Issues in Indian Medical Education

A serious demand-supply mismatch: The MBBS degree continues to be an attractive option and there are inadequate seats in terms of population norms. The seats in the private college are priced between Rs 15-30 lakh per year.

Paucity of Faculty: The government’s initiative to open new medical colleges has run into a serious faculty crunch. All that the new colleges do is poaching faculty from a current medical college.

Academic quality continues to be a serious concern. There are loopholes of ghost faculty and corruption.

Salaries of Faculty: In many states’ government-run and private colleges, the faculties are low and private practice is common. This ruins the academic atmosphere.

A complete disregard for students’ welfare: The private institutions do not treat students and their parents who come for counselling in a well way. The system is designed for non-resident and other wealthy Indians to capture the seats left unfilled due to their high prices. This is done using a percentile system for defining eligibility and not per cent, so that students with money and low scores can get through.

Mushrooming of dental colleges of dubious quality: Many students who don’t get seat in medical colleges settle for a Bachelor in Dental Surgery degree. Such colleges in number and of poor quality. Thus, India produced far more dental surgeons than were in demand.

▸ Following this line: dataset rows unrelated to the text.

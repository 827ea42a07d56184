use std::any::Any;
use std::collections::{BTreeMap, HashMap};
use std::fmt;
use std::sync::Arc;

use serde_json::{Map, Value as Json};

use crate::attachment::Attachments;
use crate::error::{OdmError, Result};
use crate::metadata::ClassMetadata;
use crate::types::Value;

/// Stable handle of an object known to a unit of work.
#[derive(Debug, Clone, Copy, PartialEq, Eq, Hash, PartialOrd, Ord)]
pub struct DocHandle(pub(crate) u64);

impl fmt::Display for DocHandle {
    fn fmt(&self, f: &mut fmt::Formatter<'_>) -> fmt::Result {
        write!(f, "#{}", self.0)
    }
}

/// Lifecycle state of a document.
#[derive(Debug, Clone, Copy, PartialEq, Eq, Hash)]
pub enum DocumentState {
    /// Created by the application and not tracked yet.
    New,
    /// Tracked; changes are written on flush.
    Managed,
    /// Scheduled for deletion on the next flush.
    Removed,
    /// Was managed, no longer tracked.
    Detached,
}

/// Field values captured at load or write time.
#[derive(Debug, Clone, PartialEq)]
pub(crate) struct Snapshot {
    /// Parallel to `ClassMetadata::fields`.
    pub(crate) fields: Vec<Value>,
    /// Parallel to `ClassMetadata::associations`; `None` for to-many.
    pub(crate) references: Vec<Option<DocHandle>>,
    pub(crate) attachments: Option<Attachments>,
}

pub(crate) struct Slot {
    pub(crate) class: Arc<ClassMetadata>,
    /// `None` while lent to a lifecycle listener.
    pub(crate) object: Option<Box<dyn Any>>,
    pub(crate) state: DocumentState,
    pub(crate) id: Option<String>,
    pub(crate) revision: Option<String>,
    /// `false` for lazy references that have not been loaded.
    pub(crate) initialized: bool,
    pub(crate) original: Option<Snapshot>,
    /// JSON form of each embedded field, keyed by field name.
    pub(crate) embedded_originals: HashMap<String, Json>,
    /// Unmapped keys of the stored document, written back verbatim.
    pub(crate) pass_through: Map<String, Json>,
}

impl Slot {
    pub(crate) fn new(
        class: Arc<ClassMetadata>,
        object: Box<dyn Any>,
        state: DocumentState,
    ) -> Self {
        Self {
            class,
            object: Some(object),
            state,
            id: None,
            revision: None,
            initialized: true,
            original: None,
            embedded_originals: HashMap::new(),
            pass_through: Map::new(),
        }
    }

    /// Forget everything learned from the store.
    pub(crate) fn reset_tracking(&mut self) {
        self.id = None;
        self.revision = None;
        self.original = None;
        self.embedded_originals.clear();
        self.pass_through.clear();
        self.initialized = true;
    }
}

impl fmt::Debug for Slot {
    fn fmt(&self, f: &mut fmt::Formatter<'_>) -> fmt::Result {
        f.debug_struct("Slot")
            .field("class", &self.class.name())
            .field("state", &self.state)
            .field("id", &self.id)
            .field("revision", &self.revision)
            .field("initialized", &self.initialized)
            .field("lent", &self.object.is_none())
            .finish()
    }
}

/// Slot table plus the identifier index of managed documents.
#[derive(Debug, Default)]
pub(crate) struct IdentityMap {
    slots: BTreeMap<DocHandle, Slot>,
    by_id: HashMap<String, DocHandle>,
    next: u64,
}

impl IdentityMap {
    pub(crate) fn insert(&mut self, slot: Slot) -> DocHandle {
        self.next += 1;
        let handle = DocHandle(self.next);
        self.slots.insert(handle, slot);
        handle
    }

    pub(crate) fn slot(&self, handle: DocHandle) -> Result<&Slot> {
        self.slots.get(&handle).ok_or(OdmError::UnknownHandle(handle))
    }

    pub(crate) fn slot_mut(&mut self, handle: DocHandle) -> Result<&mut Slot> {
        self.slots
            .get_mut(&handle)
            .ok_or(OdmError::UnknownHandle(handle))
    }

    pub(crate) fn contains_handle(&self, handle: DocHandle) -> bool {
        self.slots.contains_key(&handle)
    }

    /// Drop a slot. The caller makes sure it is not indexed.
    pub(crate) fn remove(&mut self, handle: DocHandle) -> Result<Slot> {
        self.slots.remove(&handle).ok_or(OdmError::UnknownHandle(handle))
    }

    /// Index `handle` under `id`. Fails if another slot owns the identifier.
    pub(crate) fn register(&mut self, id: &str, handle: DocHandle) -> Result<()> {
        match self.by_id.get(id) {
            Some(existing) if *existing != handle => Err(OdmError::IdentifierCollision {
                id: id.to_string(),
            }),
            Some(_) => Ok(()),
            None => {
                self.by_id.insert(id.to_string(), handle);
                Ok(())
            }
        }
    }

    pub(crate) fn unregister(&mut self, id: &str) {
        self.by_id.remove(id);
    }

    pub(crate) fn lookup(&self, id: &str) -> Option<DocHandle> {
        self.by_id.get(id).copied()
    }

    /// Handles of every indexed document, in creation order.
    pub(crate) fn indexed_handles(&self) -> Vec<DocHandle> {
        let mut handles: Vec<DocHandle> = self.by_id.values().copied().collect();
        handles.sort();
        handles
    }

    pub(crate) fn len(&self) -> usize {
        self.by_id.len()
    }

    /// Drop every slot. Handles are never reused.
    pub(crate) fn clear(&mut self) {
        self.slots.clear();
        self.by_id.clear();
    }
}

Middlemen problem: The aspiring students are bombarded with offers from agencies ensuring seats in Nepal, Mauritius, Ukraine, Russia, China and so on. Many students who get admitted, often fail to clear the foreign medical graduate examination (pass rate of 15%).

Corporatisation of the health sector: The health sector is treated like a service industry with a profit motive, medical education provides human resources — like business managers. Universal need and information asymmetry are among the many reasons often cited to make the case for the exclusion of market forces in health services and medical education.

Increasing need for specialisation: It leads students to prove their worth at every level or pay through their noses. This explains the decline in attraction for the MBBS among a section of students.

So, what needs to be done?

Increasing Medical seats: It can be done by converting district hospitals into medical colleges through private-public partnership model (NITI Aayog seems to be moving in this direction).

A functional regulatory framework: Recent efforts by the National Medical Council (NMC) to regulate college fees is a step in the right direction.

Subsidising medical education: The government can do so even in the private sector, or look at alternative ways of financing medical education for disadvantaged students.

Quality assessments of medical colleges should be regularly conducted, and reports should be available in the public domain. The NMC is proposing a common exit exam for all medical undergraduates as a quality control measure.

Conclusion

It is hoped that the current scaling up efforts, which are most welcome, are re-envisaged to focus on quality and societal needs along with commercial viability.